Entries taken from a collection
=====

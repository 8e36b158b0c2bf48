//! RGBA raster the apps draw into
//!
//! The canvas owns a `Viewport` mapping world coordinates (y up) to pixel
//! coordinates (y down). Writes that fall outside the raster are dropped.

use crate::simulation::states::{Domain, NVec2};

pub type Rgba = [u8; 4];

pub const WHITE: Rgba = [255, 255, 255, 255];
pub const BACKGROUND: Rgba = [18, 18, 24, 255];
pub const GRID: Rgba = [50, 50, 60, 255];
pub const ACCENT: Rgba = [255, 190, 60, 255];
pub const BLUE: Rgba = [80, 150, 255, 255];
pub const RED: Rgba = [240, 80, 80, 255];
pub const GREEN: Rgba = [90, 220, 120, 255];

/// World rectangle shown on the raster
#[derive(Debug, Clone, Copy)]
pub struct Viewport {
    pub world: Domain,
    pub width: usize,
    pub height: usize,
}

impl Viewport {
    pub fn to_pixel(&self, p: &NVec2) -> (f64, f64) {
        let u = (p.x - self.world.min.x) / self.world.width();
        let v = (p.y - self.world.min.y) / self.world.height();
        (u * self.width as f64, (1.0 - v) * self.height as f64)
    }

    pub fn to_world(&self, px: f64, py: f64) -> NVec2 {
        let u = px / self.width as f64;
        let v = 1.0 - py / self.height as f64;
        NVec2::new(
            self.world.min.x + u * self.world.width(),
            self.world.min.y + v * self.world.height(),
        )
    }

    /// Pixels per world unit along x
    pub fn scale(&self) -> f64 {
        self.width as f64 / self.world.width()
    }
}

pub struct Canvas {
    pub width: usize,
    pub height: usize,
    pixels: Vec<u8>,
    pub viewport: Viewport,
}

impl Canvas {
    pub fn new(width: usize, height: usize, world: Domain) -> Self {
        Self {
            width,
            height,
            pixels: vec![0; width * height * 4],
            viewport: Viewport { world, width, height },
        }
    }

    /// Rebuild the raster for a new size, keeping the world rectangle
    pub fn resize(&mut self, width: usize, height: usize) {
        *self = Canvas::new(width, height, self.viewport.world);
    }

    /// Raw RGBA8 bytes, row-major from the top-left
    pub fn pixels(&self) -> &[u8] {
        &self.pixels
    }

    pub fn clear(&mut self, color: Rgba) {
        for px in self.pixels.chunks_exact_mut(4) {
            px.copy_from_slice(&color);
        }
    }

    pub fn pixel(&self, x: usize, y: usize) -> Option<Rgba> {
        if x >= self.width || y >= self.height {
            return None;
        }
        let i = (y * self.width + x) * 4;
        Some([self.pixels[i], self.pixels[i + 1], self.pixels[i + 2], self.pixels[i + 3]])
    }

    pub fn put_pixel(&mut self, x: i64, y: i64, color: Rgba) {
        if x < 0 || y < 0 || x as usize >= self.width || y as usize >= self.height {
            return;
        }
        let i = (y as usize * self.width + x as usize) * 4;
        self.pixels[i..i + 4].copy_from_slice(&color);
    }

    /// Filled disc at a world position with a radius in pixels
    pub fn fill_disc(&mut self, center: &NVec2, radius_px: f64, color: Rgba) {
        let (cx, cy) = self.viewport.to_pixel(center);
        if !cx.is_finite() || !cy.is_finite() {
            return;
        }
        let r = radius_px.max(0.5);
        let (w, h) = (self.width as f64, self.height as f64);
        if !r.is_finite() || cx + r < 0.0 || cy + r < 0.0 || cx - r > w || cy - r > h {
            return;
        }
        let r2 = r * r;
        // only walk the part of the bounding box that lies on the raster
        let (x0, x1) = ((cx - r).max(0.0).floor() as i64, (cx + r).min(w).ceil() as i64);
        let (y0, y1) = ((cy - r).max(0.0).floor() as i64, (cy + r).min(h).ceil() as i64);
        for y in y0..=y1 {
            for x in x0..=x1 {
                let dx = x as f64 + 0.5 - cx;
                let dy = y as f64 + 0.5 - cy;
                if dx * dx + dy * dy <= r2 {
                    self.put_pixel(x, y, color);
                }
            }
        }
    }

    /// Liang-Barsky clip of a pixel-space segment to the raster plus a one pixel margin.
    /// `None` when the segment misses the raster.
    fn clip(&self, (x0, y0): (f64, f64), (x1, y1): (f64, f64)) -> Option<((f64, f64), (f64, f64))> {
        let (dx, dy) = (x1 - x0, y1 - y0);
        if !(x0.is_finite() && y0.is_finite() && dx.is_finite() && dy.is_finite()) {
            return None;
        }
        let (x_max, y_max) = (self.width as f64 + 1.0, self.height as f64 + 1.0);
        let (mut t0, mut t1) = (0.0_f64, 1.0_f64);
        for (p, q) in [(-dx, x0 + 1.0), (dx, x_max - x0), (-dy, y0 + 1.0), (dy, y_max - y0)] {
            if p == 0.0 {
                if q < 0.0 {
                    return None;
                }
                continue;
            }
            let r = q / p;
            if p < 0.0 {
                t0 = t0.max(r);
            } else {
                t1 = t1.min(r);
            }
            if t0 > t1 {
                return None;
            }
        }
        // rounding on huge inputs can land slightly outside the box
        let at = |t: f64| ((x0 + t * dx).clamp(-1.0, x_max), (y0 + t * dy).clamp(-1.0, y_max));
        Some((at(t0), at(t1)))
    }

    /// Bresenham line between two pixel positions, clipped to the raster
    fn line_px(&mut self, a: (f64, f64), b: (f64, f64), color: Rgba) {
        let Some(((x0, y0), (x1, y1))) = self.clip(a, b) else {
            return;
        };
        let (mut x, mut y) = (x0.round() as i64, y0.round() as i64);
        let (xe, ye) = (x1.round() as i64, y1.round() as i64);
        let dx = (xe - x).abs();
        let dy = -(ye - y).abs();
        let sx = if x < xe { 1 } else { -1 };
        let sy = if y < ye { 1 } else { -1 };
        let mut err = dx + dy;
        let limit = 4 * (self.width + self.height + 4) as i64;
        for _ in 0..=limit {
            self.put_pixel(x, y, color);
            if x == xe && y == ye {
                break;
            }
            let e2 = 2 * err;
            if e2 >= dy {
                err += dy;
                x += sx;
            }
            if e2 <= dx {
                err += dx;
                y += sy;
            }
        }
    }

    pub fn draw_line(&mut self, a: &NVec2, b: &NVec2, color: Rgba) {
        let pa = self.viewport.to_pixel(a);
        let pb = self.viewport.to_pixel(b);
        self.line_px(pa, pb, color);
    }

    pub fn draw_polyline<'a, I>(&mut self, points: I, color: Rgba)
    where
        I: IntoIterator<Item = &'a NVec2>,
    {
        let mut prev: Option<&NVec2> = None;
        for p in points {
            if let Some(q) = prev {
                self.draw_line(q, p, color);
            }
            prev = Some(p);
        }
    }

    pub fn draw_rect_outline(&mut self, min: &NVec2, max: &NVec2, color: Rgba) {
        let a = NVec2::new(min.x, max.y);
        let b = NVec2::new(max.x, min.y);
        self.draw_line(min, &a, color);
        self.draw_line(&a, max, color);
        self.draw_line(max, &b, color);
        self.draw_line(&b, min, color);
    }

    /// Arrow from `from` along world vector `vec`, with a small head
    pub fn draw_arrow(&mut self, from: &NVec2, vec: &NVec2, color: Rgba) {
        let len = vec.norm();
        if !len.is_finite() || len < 1e-12 {
            return;
        }
        let tip = from + vec;
        self.draw_line(from, &tip, color);
        let dir = vec / len;
        let normal = NVec2::new(-dir.y, dir.x);
        let head = 0.25 * len;
        let left = tip - head * dir + 0.5 * head * normal;
        let right = tip - head * dir - 0.5 * head * normal;
        self.draw_line(&tip, &left, color);
        self.draw_line(&tip, &right, color);
    }

    /// Light grid lines every `spacing` world units
    pub fn draw_grid(&mut self, spacing: f64, color: Rgba) {
        if spacing <= 0.0 {
            return;
        }
        let w = self.viewport.world;
        let mut x = (w.min.x / spacing).ceil() * spacing;
        while x <= w.max.x {
            self.draw_line(&NVec2::new(x, w.min.y), &NVec2::new(x, w.max.y), color);
            x += spacing;
        }
        let mut y = (w.min.y / spacing).ceil() * spacing;
        while y <= w.max.y {
            self.draw_line(&NVec2::new(w.min.x, y), &NVec2::new(w.max.x, y), color);
            y += spacing;
        }
    }

    /// Copy a full RGBA buffer of matching size (heatmaps)
    pub fn blit(&mut self, rgba: &[u8]) {
        if rgba.len() == self.pixels.len() {
            self.pixels.copy_from_slice(rgba);
        }
    }
}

=====

Work required: Looking at the data above, write out exactly the lines that start at the one containing "let (mut x, mut" and end at the one containing "I: IntoIterator<Item = &'a"; include both and nothing beyond.

Solution to this task:
        let (mut x, mut y) = (x0.round() as i64, y0.round() as i64);
        let (xe, ye) = (x1.round() as i64, y1.round() as i64);
        let dx = (xe - x).abs();
        let dy = -(ye - y).abs();
        let sx = if x < xe { 1 } else { -1 };
        let sy = if y < ye { 1 } else { -1 };
        let mut err = dx + dy;
        let limit = 4 * (self.width + self.height + 4) as i64;
        for _ in 0..=limit {
            self.put_pixel(x, y, color);
            if x == xe && y == ye {
                break;
            }
            let e2 = 2 * err;
            if e2 >= dy {
                err += dy;
                x += sx;
            }
            if e2 <= dx {
                err += dx;
                y += sy;
            }
        }
    }

    pub fn draw_line(&mut self, a: &NVec2, b: &NVec2, color: Rgba) {
        let pa = self.viewport.to_pixel(a);
        let pb = self.viewport.to_pixel(b);
        self.line_px(pa, pb, color);
    }

    pub fn draw_polyline<'a, I>(&mut self, points: I, color: Rgba)
    where
        I: IntoIterator<Item = &'a NVec2>,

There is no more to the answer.